=== Task to carry out ===
Pull every line from the records that has the word "warn" in it.

=== Input for this task ===
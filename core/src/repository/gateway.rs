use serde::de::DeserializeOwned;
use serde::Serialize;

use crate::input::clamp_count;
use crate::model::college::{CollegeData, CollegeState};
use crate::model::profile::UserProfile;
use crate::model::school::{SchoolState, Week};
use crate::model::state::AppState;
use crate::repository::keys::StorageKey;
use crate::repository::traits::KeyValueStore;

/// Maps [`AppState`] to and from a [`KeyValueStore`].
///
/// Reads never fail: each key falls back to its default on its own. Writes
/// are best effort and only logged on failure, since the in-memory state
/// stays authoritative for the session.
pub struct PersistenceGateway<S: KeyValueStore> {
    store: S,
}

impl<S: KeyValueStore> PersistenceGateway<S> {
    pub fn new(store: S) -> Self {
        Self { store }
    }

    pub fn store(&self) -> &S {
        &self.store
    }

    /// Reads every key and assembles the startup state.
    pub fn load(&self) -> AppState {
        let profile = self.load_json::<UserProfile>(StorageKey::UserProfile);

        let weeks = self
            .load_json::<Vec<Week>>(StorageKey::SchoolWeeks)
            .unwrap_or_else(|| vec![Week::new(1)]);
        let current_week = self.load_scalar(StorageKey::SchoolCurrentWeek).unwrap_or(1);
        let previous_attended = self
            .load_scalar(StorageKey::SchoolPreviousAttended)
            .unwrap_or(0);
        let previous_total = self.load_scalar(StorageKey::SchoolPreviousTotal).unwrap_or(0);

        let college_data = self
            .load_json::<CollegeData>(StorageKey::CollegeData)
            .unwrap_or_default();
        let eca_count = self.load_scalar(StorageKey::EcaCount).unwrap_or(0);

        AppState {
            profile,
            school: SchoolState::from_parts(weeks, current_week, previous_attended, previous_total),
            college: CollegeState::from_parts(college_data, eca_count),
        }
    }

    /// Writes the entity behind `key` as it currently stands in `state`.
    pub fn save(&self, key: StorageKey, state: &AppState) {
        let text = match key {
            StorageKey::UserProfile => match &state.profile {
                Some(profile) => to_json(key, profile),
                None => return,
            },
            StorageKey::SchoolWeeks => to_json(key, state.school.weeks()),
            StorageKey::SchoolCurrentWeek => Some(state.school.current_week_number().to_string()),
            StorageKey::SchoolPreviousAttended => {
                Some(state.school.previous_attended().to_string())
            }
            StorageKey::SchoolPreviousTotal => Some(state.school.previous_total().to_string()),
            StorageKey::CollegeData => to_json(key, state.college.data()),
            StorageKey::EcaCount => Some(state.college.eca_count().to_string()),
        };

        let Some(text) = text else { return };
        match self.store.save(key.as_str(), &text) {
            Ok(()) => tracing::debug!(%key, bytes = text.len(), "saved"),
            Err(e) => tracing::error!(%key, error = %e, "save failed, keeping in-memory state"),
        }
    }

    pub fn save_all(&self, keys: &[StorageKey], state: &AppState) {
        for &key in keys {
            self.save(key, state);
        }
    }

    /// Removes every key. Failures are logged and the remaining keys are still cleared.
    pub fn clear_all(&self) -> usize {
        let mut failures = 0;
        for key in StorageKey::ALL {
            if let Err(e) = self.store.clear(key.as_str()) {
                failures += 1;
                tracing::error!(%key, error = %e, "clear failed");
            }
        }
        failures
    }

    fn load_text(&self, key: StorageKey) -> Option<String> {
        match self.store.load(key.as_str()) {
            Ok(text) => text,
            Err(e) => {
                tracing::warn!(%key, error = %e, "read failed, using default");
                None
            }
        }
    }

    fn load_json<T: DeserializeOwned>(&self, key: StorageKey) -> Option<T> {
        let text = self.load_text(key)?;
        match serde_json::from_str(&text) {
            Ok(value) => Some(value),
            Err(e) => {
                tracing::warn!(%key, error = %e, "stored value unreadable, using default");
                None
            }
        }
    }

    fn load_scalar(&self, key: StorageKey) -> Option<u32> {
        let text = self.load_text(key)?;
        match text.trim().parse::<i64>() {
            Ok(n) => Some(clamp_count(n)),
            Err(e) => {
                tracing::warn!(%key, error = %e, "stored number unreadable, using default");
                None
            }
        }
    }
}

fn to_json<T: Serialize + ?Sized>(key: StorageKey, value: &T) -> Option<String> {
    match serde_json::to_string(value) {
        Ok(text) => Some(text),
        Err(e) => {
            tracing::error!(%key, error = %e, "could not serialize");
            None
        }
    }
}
--
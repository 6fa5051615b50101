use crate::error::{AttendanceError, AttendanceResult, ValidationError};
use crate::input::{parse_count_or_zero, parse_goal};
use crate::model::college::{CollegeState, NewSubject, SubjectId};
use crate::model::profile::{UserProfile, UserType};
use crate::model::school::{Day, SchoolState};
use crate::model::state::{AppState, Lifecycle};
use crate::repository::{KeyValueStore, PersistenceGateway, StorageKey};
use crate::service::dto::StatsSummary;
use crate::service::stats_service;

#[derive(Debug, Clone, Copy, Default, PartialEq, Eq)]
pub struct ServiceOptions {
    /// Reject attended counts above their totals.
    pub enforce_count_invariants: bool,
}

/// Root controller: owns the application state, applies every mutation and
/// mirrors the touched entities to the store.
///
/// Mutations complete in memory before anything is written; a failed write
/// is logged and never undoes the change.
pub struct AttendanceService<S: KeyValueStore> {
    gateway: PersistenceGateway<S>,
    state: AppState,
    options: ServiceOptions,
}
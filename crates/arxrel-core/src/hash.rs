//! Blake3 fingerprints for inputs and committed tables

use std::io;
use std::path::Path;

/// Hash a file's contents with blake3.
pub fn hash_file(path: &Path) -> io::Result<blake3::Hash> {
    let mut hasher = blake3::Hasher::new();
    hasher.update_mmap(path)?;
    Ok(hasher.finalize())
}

=== Answer box ===
                tracing::warn!(%key, error = %e, "read failed, using default");
                tracing::warn!(%key, error = %e, "stored value unreadable, using default");
                tracing::warn!(%key, error = %e, "stored number unreadable, using default");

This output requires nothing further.